Всего в 1944 году было проведено пять таких операций. Все они прошли успешно. Каждый раз, когда лодки возвращались с моря, командующий флотом собирал подводников и летчиков, чтобы обсудить итоги их совместных действий и подумать, как еще лучше поставить дело.
Весной 1944 года флот получил десятки новых торпедных катеров. А. Г. Головко объединил их в бригаду. Во главе ее стал прибывший с Тихого океана опытный катерник капитан 1-го ранга А. В. Кузьмин. До войны считалось, что торпедные катера не могут вести боевых действий на Севере - слишком суровые условия для этих малых кораблей. Поэтому и были их здесь единицы. Но осенью 1944 года стремительные катера под командованием Г. К. Светлова и А. О. Шабалина внезапно атаковали вражеский конвой, потопили миноносец и транспорт. Спустя несколько дней тот же А. О. Шабалин в паре с командиром другого катера П. И. Хапилиным отправили ко дну еще один вражеский транспорт. (Пометка в дневнике: "Надо всячески поощрять боевые способности Шабалина и заодно представить его к очередному званию. Слишком засиделся он в старших лейтенантах, хотя воюет лучше иного капитана 2-го ранга".)

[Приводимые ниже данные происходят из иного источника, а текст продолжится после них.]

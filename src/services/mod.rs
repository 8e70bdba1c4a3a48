//! Service layer: image IO and progress reporting

pub mod io;
pub mod progress;

pub use io::ImageIOService;
pub use progress::{
    ConsoleProgressReporter, NoOpProgressReporter, PipelineStage, ProgressReporter,
    ProgressUpdate, StageCeilings,
};
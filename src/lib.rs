#![allow(clippy::too_many_lines)]
#![allow(clippy::missing_errors_doc)]
#![allow(clippy::missing_panics_doc)]
#![allow(clippy::uninlined_format_args)]
#![allow(clippy::unused_async)]

//! # Watermark Inpaint Library
//!
//! Removes bottom-right watermarks from images by running a LaMa-class
//! inpainting network over a masked region and compositing the result back
//! into the untouched full-resolution original.
//!
//! The pipeline converts an arbitrary-resolution image into the fixed-size
//! model input (image + mask tensors), invokes the network through ONNX
//! Runtime, decodes the output with a numeric-range classifier, and
//! stretch-blits the patch back over an extended blend region so the seam
//! disappears into regenerated pixels.
//!
//! ## Features
//!
//! - **Fixed bottom-right anchor**: region geometry driven by three
//!   configurable ratios (strict mask width/height, extended blend)
//! - **Single-slot session cache**: the model session persists across runs
//!   and is invalidated the moment the model source changes
//! - **State-machine orchestration**: strict stage sequence with monotonic
//!   progress and busy-rejection of overlapping runs
//! - **Lossless output**: full-resolution PNG artifact
//! - **CLI Integration**: optional command-line interface (enable with the
//!   `cli` feature)
//!
//! ## Quick Start
//!
//! ```rust,no_run
//! use watermark_inpaint::{
//!     remove_watermark_from_bytes, ModelSource, ProcessorConfig,
//! };
//! use std::path::PathBuf;
//!
//! # async fn example(image_bytes: Vec<u8>) -> anyhow::Result<()> {
//! let config = ProcessorConfig::builder()
//!     .model(ModelSource::File(PathBuf::from("lama_fp32.onnx")))
//!     .build()?;
//!
//! let output = remove_watermark_from_bytes(&image_bytes, &config).await?;
//! output.save_png("cleaned.png")?;
//! # Ok(())
//! # }
//! ```
//!
//! ## Reusing the processor
//!
//! The one-shot functions above build a fresh pipeline per call, which
//! reloads the model session every time. For repeated runs hold on to a
//! [`WatermarkRemovalProcessor`] so the session slot stays warm:
//!
//! ```rust,no_run
//! use watermark_inpaint::{
//!     ModelSource, ProcessorConfig, WatermarkRemovalProcessor,
//! };
//! use std::path::PathBuf;
//!
//! # async fn example() -> anyhow::Result<()> {
//! let config = ProcessorConfig::builder()
//!     .model(ModelSource::File(PathBuf::from("lama_fp32.onnx")))
//!     .build()?;
//! let mut processor = WatermarkRemovalProcessor::new(config)?;
//! processor.preload_model()?;
//!
//! if let Some(output) = processor.process_file("photo.png").await? {
//!     output.save_png("photo-clean.png")?;
//! }
//! # Ok(())
//! # }
//! ```

pub mod backends;
#[cfg(feature = "cli")]
pub mod cli;
pub mod composite;
pub mod config;
pub mod decode;
pub mod error;
pub mod inference;
pub mod models;
pub mod processor;
pub mod region;
pub mod services;
pub mod session_slot;
#[cfg(feature = "cli")]
pub mod tracing_config;
pub mod types;
pub mod utils;

// Internal imports for lib functions
use tokio::io::AsyncRead;

// Public API exports
#[cfg(feature = "onnx")]
pub use backends::OnnxBackend;
pub use composite::composite_patch;
pub use config::{
    ExecutionProvider, ProcessorConfig, ProcessorConfigBuilder, RegionRatios,
    DEFAULT_MODEL_INPUT_SIZE,
};
pub use decode::{classify_range, decode_output};
pub use error::{InpaintError, Result};
pub use inference::{BackendFactory, DefaultBackendFactory, InferenceBackend};
pub use models::{ModelArtifact, ModelIdentity, ModelSource};
pub use processor::WatermarkRemovalProcessor;
pub use region::{watermark_region, Region};
pub use services::{
    ConsoleProgressReporter, ImageIOService, NoOpProgressReporter, PipelineStage,
    ProgressReporter, ProgressUpdate, StageCeilings,
};
pub use session_slot::SessionSlot;
pub use types::{PipelineState, ProcessingTimings, RemovalOutput};
pub use utils::{ModelInputAdapter, ModelInputs};

#[cfg(feature = "cli")]
pub use tracing_config::{init_cli_tracing, TracingConfig, TracingFormat};

/// Remove the watermark from an image provided as bytes.
///
/// Builds a fresh pipeline for the call; prefer holding a
/// [`WatermarkRemovalProcessor`] when processing more than one image with
/// the same model.
///
/// # Errors
/// - Any pipeline stage error (see [`InpaintError`])
pub async fn remove_watermark_from_bytes(
    image_bytes: &[u8],
    config: &ProcessorConfig,
) -> Result<RemovalOutput> {
    let mut processor = WatermarkRemovalProcessor::new(config.clone())?;
    processor
        .process_bytes(image_bytes)?
        .ok_or_else(|| InpaintError::internal("Fresh pipeline reported busy"))
}

/// Remove the watermark from an already decoded image.
///
/// # Errors
/// - Any pipeline stage error (see [`InpaintError`])
pub async fn remove_watermark_from_image(
    image: &image::DynamicImage,
    config: &ProcessorConfig,
) -> Result<RemovalOutput> {
    let mut processor = WatermarkRemovalProcessor::new(config.clone())?;
    processor
        .process_image(image)?
        .ok_or_else(|| InpaintError::internal("Fresh pipeline reported busy"))
}

/// Remove the watermark from an image supplied by an async reader stream.
///
/// # Errors
/// - [`InpaintError::Io`] when the stream cannot be read
/// - Any pipeline stage error (see [`InpaintError`])
pub async fn remove_watermark_from_reader<R: AsyncRead + Unpin>(
    reader: R,
    config: &ProcessorConfig,
) -> Result<RemovalOutput> {
    let mut processor = WatermarkRemovalProcessor::new(config.clone())?;
    processor
        .process_reader(reader)
        .await?
        .ok_or_else(|| InpaintError::internal("Fresh pipeline reported busy"))
}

Успехи катерников множились, они доказали, что и в условиях Севера торпедные катера - могучая сила. Теперь, когда кораблей прибавилось, командующий потребовал использовать эту силу с максимальным эффектом.
Вместе с Кузьминым они объехали все прибрежные бухты, выбирая место для базирования бригады. Остановились на Пумманках - небольшой бухточке в Варангер-фиорде.
- Здесь вы будете костью в горле противника, - сказал командующий.
Он же предложил расположить командный пункт бригады на вершине прибрежной горы:
- Отсюда просматривается весь залив. Отсюда и будете управлять катерами. Это надежнее и удобнее, чем управление с одного из кораблей. И связь будет надежнее, и легче организовать взаимодействие с другими кораблями и авиацией.
О взаимодействии катеров и авиации Головко особо заботился. Перед командованием ВВС флота он поставил вопрос: нельзя ли организовать оперативный пункт штаба авиации в непосредственной близости от КП катерников на Рыбачьем? Авиаторы пытались возражать: дескать, нынче, слава богу, XX век, существует радио, телефон; если катерникам понадобится помощь летчиков, так снестись со штабом ВВС им не составит большого труда.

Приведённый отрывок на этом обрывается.